Yup. I confirm it has electrolyte, trickle charge for 2 days, then load test. It is either good or less than good. Less than good = replace for me.

I can't be wondering how long a marginal battery will last and leave me stuck somewhere.
 

Genesis

Top Post Dawg
Joined
Feb 26, 2003
Location
Sevier County TN
TDI
'03 Jetta Wagon
A starting battery that is fully depleted is almost always permanently damaged. That one was drained dead, dead, dead and at least one cell was almost-certainly reverse-charged, which is what destroys them.

"Deep cycle" batteries sometimes survive that sort of abuse. Sometimes.

The problem with "charge and load test" is that it will miss one of the bigger problems, which is a less-than-complete internal short. What happens when you reverse-charge a cell is that it tends to bridge -- if fully then the battery will never charge properly at all in that one cell is basically shorted, so a 12V battery (nominal) only charges five of the six cells in the string, and it will ALWAYS read low.

But the perverse sort of failure, and the one that WILL strand you, is the one that usually happens when you over-discharge a battery -- a partial, fairly high-resistance short in one or more cells. A battery with one may pass a short-term (e.g. cranking) load test; it will likely fail a carbon-pile test, but not the quick ones used by a parts store or the use of an inductive clamp. That's because the damaged cell(s) will charge, just not to 100% since a some amount of the energy is bled off by the short.

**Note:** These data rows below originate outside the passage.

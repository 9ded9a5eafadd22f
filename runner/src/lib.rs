//! CI inspection runner for PHP projects.
//!
//! Given a project directory, the runner merges the project's `ci.json` over
//! built-in defaults, installs dependencies, and runs the inspection tools
//! (`phpmd`, `phpcs`, `phpunit`) plus any configured hooks, strictly one
//! after another. The architecture enforces a strict separation:
//!
//! - **[`core`]**: Pure, deterministic logic (config merge, validation,
//!   command construction, step planning). No I/O, fully testable in isolation.
//! - **[`io`]**: Side-effecting operations (reading `ci.json`, resolving the
//!   project directory, spawning processes). Isolated behind traits for tests.
//!
//! [`pipeline`] coordinates core logic with I/O to implement a run.

pub mod core;
pub mod error;
pub mod exit_codes;
pub mod io;
pub mod logging;
pub mod pipeline;
#[cfg(any(test, feature = "test-support"))]
pub mod test_support;
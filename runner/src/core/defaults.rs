//! Built-in default configuration.
//!
//! Every key a user may override in `ci.json` is declared here. Key order is
//! part of the contract: it is the enumeration order of the effective tree.

use super::value::{ConfigTree, ConfigValue};

/// Name of the optional override file at the project root.
pub const CONFIG_FILE_NAME: &str = "ci.json";

/// Build the default configuration tree.
pub fn default_tree() -> ConfigTree {
    let phpmd: ConfigTree = [
        ("enabled", ConfigValue::from(true)),
        ("path", "phpmd".into()),
        ("format", "xml".into()),
        ("files", "src/".into()),
        ("resultPath", "res/mess.xml".into()),
        (
            "inspections",
            vec![
                "cleancode",
                "codesize",
                "controversial",
                "design",
                "naming",
                "unusedcode",
            ]
            .into(),
        ),
    ]
    .into_iter()
    .collect();

    let phpcs: ConfigTree = [
        ("files", ConfigValue::from("src/")),
        ("enabled", true.into()),
        ("path", "phpcs".into()),
        ("format", "checkstyle".into()),
        ("resultPath", "res/checkstyle.xml".into()),
    ]
    .into_iter()
    .collect();

    let coverage: ConfigTree = [("format", "clover"), ("resultPath", "res/coverage.xml")]
        .into_iter()
        .collect();

    let phpunit: ConfigTree = [
        ("enabled", ConfigValue::from(true)),
        ("path", "phpunit".into()),
        ("bootstrap", "vendor/autoload.php".into()),
        ("files", "src/".into()),
        ("configurationFile", ConfigValue::Null),
        ("coverage", coverage.into()),
        ("format", "junit".into()),
        ("resultPath", "res/unit.xml".into()),
    ]
    .into_iter()
    .collect();

    let inspections: ConfigTree = [("phpmd", phpmd), ("phpcs", phpcs), ("phpunit", phpunit)]
        .into_iter()
        .collect();

    let hooks: ConfigTree = [
        ("inspections", ConfigValue::List(Vec::new())),
        ("cleanup", ConfigValue::List(Vec::new())),
    ]
    .into_iter()
    .collect();

    [("inspections", inspections), ("hooks", hooks)]
        .into_iter()
        .collect()
}
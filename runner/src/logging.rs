//! Tracing setup for the runner.
//!
//! Step progress (which command runs, how it exited) is logged at `info`, so
//! it shows up in CI logs next to the tools' own output. Tool stdout/stderr is
//! inherited and never routed through tracing.

use tracing_subscriber::{EnvFilter, fmt, layer::SubscriberExt, util::SubscriberInitExt};

/// Initialize the tracing subscriber.
///
/// Reads `RUST_LOG`. Defaults to `info` if unset.
/// Output: stderr, compact format.
///
/// # Example
/// ```bash
/// RUST_LOG=ci_runner=debug ci-runner run /srv
/// ```
pub fn init() {
    let filter = EnvFilter::try_from_default_env().unwrap_or_else(|_| EnvFilter::new("info"));

    tracing_subscriber::registry()
        .with(filter)
        .with(fmt::layer().with_writer(std::io::stderr).compact())
        .init();
}
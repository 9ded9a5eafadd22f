//! CI inspection runner.
//!
//! Runs `composer update`, configured hooks, and the enabled inspection tools
//! for a PHP project. Tool exit codes never affect the runner's exit code;
//! CI decides pass/fail from the report files.

use std::path::PathBuf;
use std::process;
use std::time::Duration;

use anyhow::{Context, Result};
use ci_runner::error::RunError;
use ci_runner::exit_codes;
use ci_runner::io::executor::ShellExecutor;
use ci_runner::io::project::DEFAULT_PROJECT_DIR;
use ci_runner::logging;
use ci_runner::pipeline::{execute_plan, prepare_run};
use clap::{Parser, Subcommand};

#[derive(Parser)]
#[command(
    name = "ci-runner",
    version,
    about = "Run PHP inspections (phpmd, phpcs, phpunit) configured by ci.json"
)]
struct Cli {
    #[command(subcommand)]
    command: Command,
}

#[derive(Subcommand)]
enum Command {
    /// Install dependencies, then run hooks and enabled inspections.
    Run {
        /// Project directory containing the optional `ci.json`.
        #[arg(default_value = DEFAULT_PROJECT_DIR)]
        path: PathBuf,

        /// Kill any single step that runs longer than this many seconds.
        #[arg(long, value_name = "SECS")]
        step_timeout_secs: Option<u64>,
    },
    /// Print the commands `run` would execute, one per line, without running them.
    Plan {
        #[arg(default_value = DEFAULT_PROJECT_DIR)]
        path: PathBuf,
    },
    /// Print the effective configuration (defaults merged with `ci.json`) as JSON.
    Config {
        #[arg(default_value = DEFAULT_PROJECT_DIR)]
        path: PathBuf,
    },
}

fn main() {
    logging::init();
    let cli = Cli::parse();
    let result = match cli.command {
        Command::Run {
            path,
            step_timeout_secs,
        } => cmd_run(path, step_timeout_secs),
        Command::Plan { path } => cmd_plan(path),
        Command::Config { path } => cmd_config(path),
    };

    if let Err(err) = result {
        eprintln!("{:#}", err);
        let code = err
            .downcast_ref::<RunError>()
            .map(RunError::exit_code)
            .unwrap_or(exit_codes::INVALID_CONFIG);
        process::exit(code);
    }
}

fn cmd_run(path: PathBuf, step_timeout_secs: Option<u64>) -> Result<()> {
    let prepared = prepare_run(&path)?;
    let executor = ShellExecutor::new(step_timeout_secs.map(Duration::from_secs));
    // Tool and hook failures never change the exit code.
    let _summary = execute_plan(&prepared, &executor);
    Ok(())
}

fn cmd_plan(path: PathBuf) -> Result<()> {
    let prepared = prepare_run(&path)?;
    for step in prepared.plan.steps() {
        println!("{}", step.command);
    }
    Ok(())
}

fn cmd_config(path: PathBuf) -> Result<()> {
    let prepared = prepare_run(&path)?;
    let payload =
        serde_json::to_string_pretty(&prepared.config).context("serialize configuration")?;
    println!("{payload}");
    Ok(())
}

The problem is that those cell(s) are self-discharging immediately and always! So if you charge the battery and then let it sit overnight, THEN load test it, it'll fail. Likewise, put it in something, run it for a while, go park the car for a couple of days and..... oops.
 

ToxicDoc

Veteran Member
Joined
Mar 1, 2018
Location
Virginia, US
TDI
2001 Jetta, S7, .216
I've only relied on the carbon-pile tester. Dial up the load and just wait for the battery to fail (95% of the time) lol.
 

Nevada_TDI

Top Post Dawg
Joined
Aug 17, 2008
Location
Reno, sort of...
TDI
2001 Jetta TDI
Even though my old go-to method isn't scientific, if the output/metered voltage is low I always open the cells and physically look for "metal" to be floating on the top of the cell; this is done before any charging occurs. In my history if there is "metal" floating in the top of any cell, that cell is either dead or soon to be dead. I also use a multi meter to check the voltage cell-by-cell. Each cell should read at least 2 volts higher than the previous cell.
 

PakProtector

Veteran Member
Joined
Jan 5, 2014
Location
AnnArbor, MI
TDI
Mk.4's and the Cummins
Flooded lead-acid batteries get PTSD when discharged that far. It *WAS* damaged. It may still be healthy enough to serve, but it was damaged.